Неподалеку от нового, крепкого, бревенчатого дома хасида, на соседней улице, где селится городская беднота, стоит жалкий дощатый домик, в котором живет бедная вдова. У этой женщины есть дочь Мирьям. Девица умная и собой недурна. Глаза большие, мечтательные. Не довелось Мирьям много учиться в детстве, но любознательности и воображения ей не занимать. И, как для всех юных и чистых существ ее пола, сутью мироздания для Мирьям является, конечно, любовь.
Новые идеи и новые сомнения, сменяя друг друга, переполняют мятежный ум Лейзера. Такому человеку необходим благодарный слушатель. Лукавая судьба свела вмести язык Лейзера и уши Мирьям. Один без устали говорил, другая завороженно слушала. Трудно сказать, много ли понимала простая девушка из вдохновенных речей искушенного книжника, но только внимала она ему самозабвенно. Разговоры этой парочки, хоть и вращались вокруг предметов духовных, но слишком походили на воркование двух влюбленных. Гуляя за городом, Лейзер и Мирьям держались за руки.
Быстро и умело проник молодой священник в неустанно ищущую новизны голову Лейзера. Озадачивал вопросами. Не торопил с ответами: думай сам, сравнивай, сопоставляй. На чьей стороне правда, чья вера человечнее — на все у молодого попа есть резон. Лейзер про себя, а иной раз и вслух, любил перечить отцу и раби Эфраиму. А тут столько свежих мыслей! Русобородый так и раздувает паруса духа противоречия нашего Лейзера. Попутный ветер дует в эти паруса. Неизведанное — верная приманка совратителя.
***
В один злосчастный день из Кобринска исчезли три его молодых обитателя: Лейзер, Мирьям и христианский священник. Легко понять тревогу и страх отца и матери Лейзера, а еще легче представить горе и ужас бедной вдовы — ведь пропала–то дочь, девица. Исчезновение попа не заставило никого из горожан утереть слезу. События последнего времени подсказали хасиду и несчастной вдове причину отсутсвия их чад: дети попросту сбежали. Как горю помочь? Богатый хасид, как сильная, ответственная, а, точнее, виноватая сторона, взял розыски на себя. «Пусть люди говорят, что хотят, моя спокойная совесть важнее мне, чем все пересуды», — подумал хасид. Но все тщетно. В какой–бы город он ни приехал, нигде и ничего о беглецах не слыхали. Жена хасида, плача, выпроваживает супруга из дома: «Иди к своему цадику и без мудрого совета не возвращайся.»

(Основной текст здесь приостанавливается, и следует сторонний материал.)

//! Tetris engine
//!
//! [`TetrisGame`] is one board: gravity, movement, locking, line clears,
//! scoring and level progression. [`TetrisBoard`] pairs it with a player's
//! key bindings and auto-repeat state.

use serde::{Deserialize, Serialize};

use super::phase::{MatchPhase, PhaseEvent, PhaseMachine};
use super::playfield::Playfield;
use super::tetromino::{Bag, Piece};
use crate::api::{GameSummary, Participant};
use crate::consts::*;
use crate::input::{Action, ControlMap, KeyRepeat, RepeatTiming};

/// Points for clearing 0..=4 rows at once, before the level multiplier
const LINE_SCORES: [u64; 5] = [0, 40, 100, 300, 1200];

#[derive(Debug, Clone, Copy, PartialEq, Eq, Default, Serialize, Deserialize)]
pub enum TetrisVariant {
    /// Ends at the level cap
    #[default]
    Standard,
    /// Slower floor on the drop interval, no level cap
    Classic,
}

impl TetrisVariant {
    pub fn min_drop_interval_ms(self) -> f64 {
        match self {
            TetrisVariant::Standard => 50.0,
            TetrisVariant::Classic => 200.0,
        }
    }

    pub fn level_cap(self) -> Option<u32> {
        match self {
            TetrisVariant::Standard => Some(15),
            TetrisVariant::Classic => None,
        }
    }
}

#[derive(Debug, Clone, PartialEq, Serialize, Deserialize)]
pub struct TetrisRules {
    pub rows: usize,
    pub cols: usize,
    pub base_drop_interval_ms: f64,
    pub variant: TetrisVariant,
}

impl Default for TetrisRules {
    fn default() -> Self {
        Self {
            rows: TETRIS_ROWS,
            cols: TETRIS_COLS,
            base_drop_interval_ms: BASE_DROP_INTERVAL_MS,
            variant: TetrisVariant::Standard,
        }
    }
}

#[derive(Debug, Clone, Copy, PartialEq, Eq, Serialize, Deserialize)]
pub enum TetrisAction {
    Left,
    Right,
    Down,
    Rotate,
}

impl Action for TetrisAction {
    fn repeats(self) -> bool {
        self != TetrisAction::Rotate
    }
}

#[derive(Debug, Clone, Copy, PartialEq, Eq)]
pub enum GameOverCause {
    /// A new piece had no room to spawn
    BoardFull,
    LevelCap,
}

/// A single tetris board
#[derive(Debug, Clone)]
pub struct TetrisGame {
    rules: TetrisRules,
    field: Playfield,
    bag: Bag,
    active: Option<Piece>,
    fsm: PhaseMachine,
    score: u64,
    lines_cleared: u32,
    drop_interval_ms: f64,
    drop_counter_ms: f64,
    last_time: Option<f64>,
    /// Cells written by the most recent lock, for highlighting
    last_placed: Vec<(usize, usize)>,
    over_cause: Option<GameOverCause>,
    over_taken: bool,
}

impl TetrisGame {
    pub fn new(rules: TetrisRules, seed: u64) -> Self {
        Self {
            field: Playfield::new(rules.rows, rules.cols),
            drop_interval_ms: rules.base_drop_interval_ms,
            rules,
            bag: Bag::new(seed),
            active: None,
            fsm: PhaseMachine::new(),
            score: 0,
            lines_cleared: 0,
            drop_counter_ms: 0.0,
            last_time: None,
            last_placed: Vec::new(),
            over_cause: None,
            over_taken: false,
        }
    }

    /// Spawn the first piece and start gravity
    pub fn start(&mut self, now_ms: f64) {
        if self.fsm.fire(PhaseEvent::Started) {
            self.last_time = Some(now_ms);
            self.spawn();
        }
    }

    pub fn phase(&self) -> MatchPhase {
        self.fsm.phase()
    }

    pub fn playfield(&self) -> &Playfield {
        &self.field
    }

    pub fn active_piece(&self) -> Option<&Piece> {
        self.active.as_ref()
    }

    pub fn last_placed(&self) -> &[(usize, usize)] {
        &self.last_placed
    }

    pub fn score(&self) -> u64 {
        self.score
    }

    pub fn lines_cleared(&self) -> u32 {
        self.lines_cleared
    }

    pub fn level(&self) -> u32 {
        self.lines_cleared / LINES_PER_LEVEL + 1
    }

    pub fn drop_interval_ms(&self) -> f64 {
        self.drop_interval_ms
    }

    pub fn over_cause(&self) -> Option<GameOverCause> {
        self.over_cause
    }

    /// Hand out the game-over signal exactly once
    pub fn take_game_over(&mut self) -> Option<GameOverCause> {
        if self.over_taken {
            return None;
        }
        let cause = self.over_cause?;
        self.over_taken = true;
        Some(cause)
    }

    /// Accumulate elapsed time and apply gravity when the interval passes
    pub fn update(&mut self, now_ms: f64) {
        if self.phase() != MatchPhase::Running {
            return;
        }
        let last = self.last_time.replace(now_ms).unwrap_or(now_ms);
        self.drop_counter_ms += (now_ms - last).max(0.0);
        if self.drop_counter_ms > self.drop_interval_ms {
            self.drop_counter_ms = 0.0;
            self.gravity_step();
        }
    }

    /// Move the active piece down one row, locking it if it cannot move
    fn gravity_step(&mut self) {
        if !self.try_shift(1, 0) {
            self.lock_active();
        }
    }

    /// Apply a player action. Returns false if it was rejected.
    pub fn apply(&mut self, action: TetrisAction) -> bool {
        if self.phase() != MatchPhase::Running {
            return false;
        }
        match action {
            TetrisAction::Left => self.try_shift(0, -1),
            TetrisAction::Right => self.try_shift(0, 1),
            TetrisAction::Down => {
                let moved = self.try_shift(1, 0);
                if moved {
                    self.drop_counter_ms = 0.0;
                }
                moved
            }
            TetrisAction::Rotate => self.try_rotate(),
        }
    }

    fn try_shift(&mut self, dr: i32, dc: i32) -> bool {
        let Some(piece) = &mut self.active else {
            return false;
        };
        if self.field.fits(&piece.shape, piece.row + dr, piece.col + dc) {
            piece.row += dr;
            piece.col += dc;
            true
        } else {
            false
        }
    }

    /// Rotation without wall kicks
    fn try_rotate(&mut self) -> bool {
        let Some(piece) = &mut self.active else {
            return false;
        };
        let rotated = piece.shape.rotated();
        if self.field.fits(&rotated, piece.row, piece.col) {
            piece.shape = rotated;
            true
        } else {
            false
        }
    }

    fn lock_active(&mut self) {
        let Some(piece) = self.active.take() else {
            return;
        };
        self.last_placed = self.field.lock(&piece);

        let cleared = self.field.clear_full_rows();
        if cleared > 0 {
            self.lines_cleared += cleared;
            let level = self.level();
            self.score += LINE_SCORES[cleared.min(4) as usize] * u64::from(9 + level) / 10;
            self.drop_interval_ms = (self.rules.base_drop_interval_ms
                - f64::from(level - 1) * DROP_INTERVAL_STEP_MS)
                .max(self.rules.variant.min_drop_interval_ms());
            log::debug!(
                "Cleared {} rows, score {}, level {}",
                cleared,
                self.score,
                level
            );
        }

        if let Some(cap) = self.rules.variant.level_cap()
            && self.level() >= cap
        {
            self.end(PhaseEvent::LevelCapReached, GameOverCause::LevelCap);
            return;
        }
        self.spawn();
    }

    fn spawn(&mut self) {
        let piece = Piece::spawn(self.bag.next_kind(), self.rules.cols);
        if self.field.fits(&piece.shape, piece.row, piece.col) {
            log::debug!("Spawned {:?}", piece.kind);
            self.active = Some(piece);
        } else {
            self.field.stamp_overlap(&piece);
            self.end(PhaseEvent::BoardLockedOut, GameOverCause::BoardFull);
        }
    }

    fn end(&mut self, event: PhaseEvent, cause: GameOverCause) {
        if !self.fsm.fire(event) {
            return;
        }
        self.active = None;
        self.over_cause = Some(cause);
        log::info!(
            "Tetris game over ({:?}): score {}, lines {}, level {}",
            cause,
            self.score,
            self.lines_cleared,
            self.level()
        );
    }

    /// Recolor the board for display once every board has finished
    pub fn finalize(&mut self) {
        self.field.finalize();
    }

    pub fn summary(&self, match_id: &str, ranked: bool, is_tournament: bool) -> GameSummary {
        GameSummary {
            match_id: match_id.to_string(),
            score: self.score,
            lines_cleared: self.lines_cleared,
            level: self.level(),
            ranked,
            is_tournament,
        }
    }
}

/// One player's board and controls
#[derive(Debug, Clone)]
pub struct TetrisBoard {
    pub game: TetrisGame,
    pub seat: Participant,
    keys: KeyRepeat<TetrisAction>,
}

impl TetrisBoard {
    pub fn new(
        game: TetrisGame,
        seat: Participant,
        controls: ControlMap<TetrisAction>,
        timing: RepeatTiming,
    ) -> Self {
        Self {
            game,
            seat,
            keys: KeyRepeat::new(controls, timing),
        }
    }

    pub fn controls(&self) -> &ControlMap<TetrisAction> {
        self.keys.controls()
    }

    /// Returns true if the key is bound on this board
    pub fn key_down(&mut self, key: &str, now_ms: f64) -> bool {
        if !self.keys.controls().handles(key) {
            return false;
        }
        if self.game.phase().is_over() {
            return true;
        }
        if let Some(action) = self.keys.key_down(key, now_ms) {
            self.game.apply(action);
        }
        true
    }

    pub fn key_up(&mut self, key: &str) -> bool {
        self.keys.key_up(key).is_some()
    }

    /// Apply due repeats, then gravity
    pub fn update(&mut self, now_ms: f64) {
        if self.game.phase().is_over() {
            self.keys.release_all();
            return;
        }
        for action in self.keys.poll(now_ms) {
            self.game.apply(action);
        }
        self.game.update(now_ms);
    }

    pub fn teardown(&mut self) {
        self.keys.release_all();
    }

    pub fn has_pending_repeats(&self) -> bool {
        self.keys.has_pending_repeats()
    }
}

Раби Эфраим дал быстрый и точный ответ: «Беглецов найдешь в столице. Они там. А станет умник твой упрямиться, не захочет возвращаться, вручи ему этот вот конверт с запиской от меня. Кто бежит от своих, тому бежать до скончания дней его. Ступай и не трать времени даром. Так и потерять парня можно, а девицу — тем паче.»
***
Как разыскать в большом столичном городе молодого еврея и его спутницу, о которых известны только их имена и ничего более? Беда. Неделя, другая проходит — ни каких следов. «Что жене сказать? Как смотреть в глаза несчастной вдове?» — горько думает хасид. А ведь позор его седой бороде тоже чего–то стоит. Да и за сына болит душа!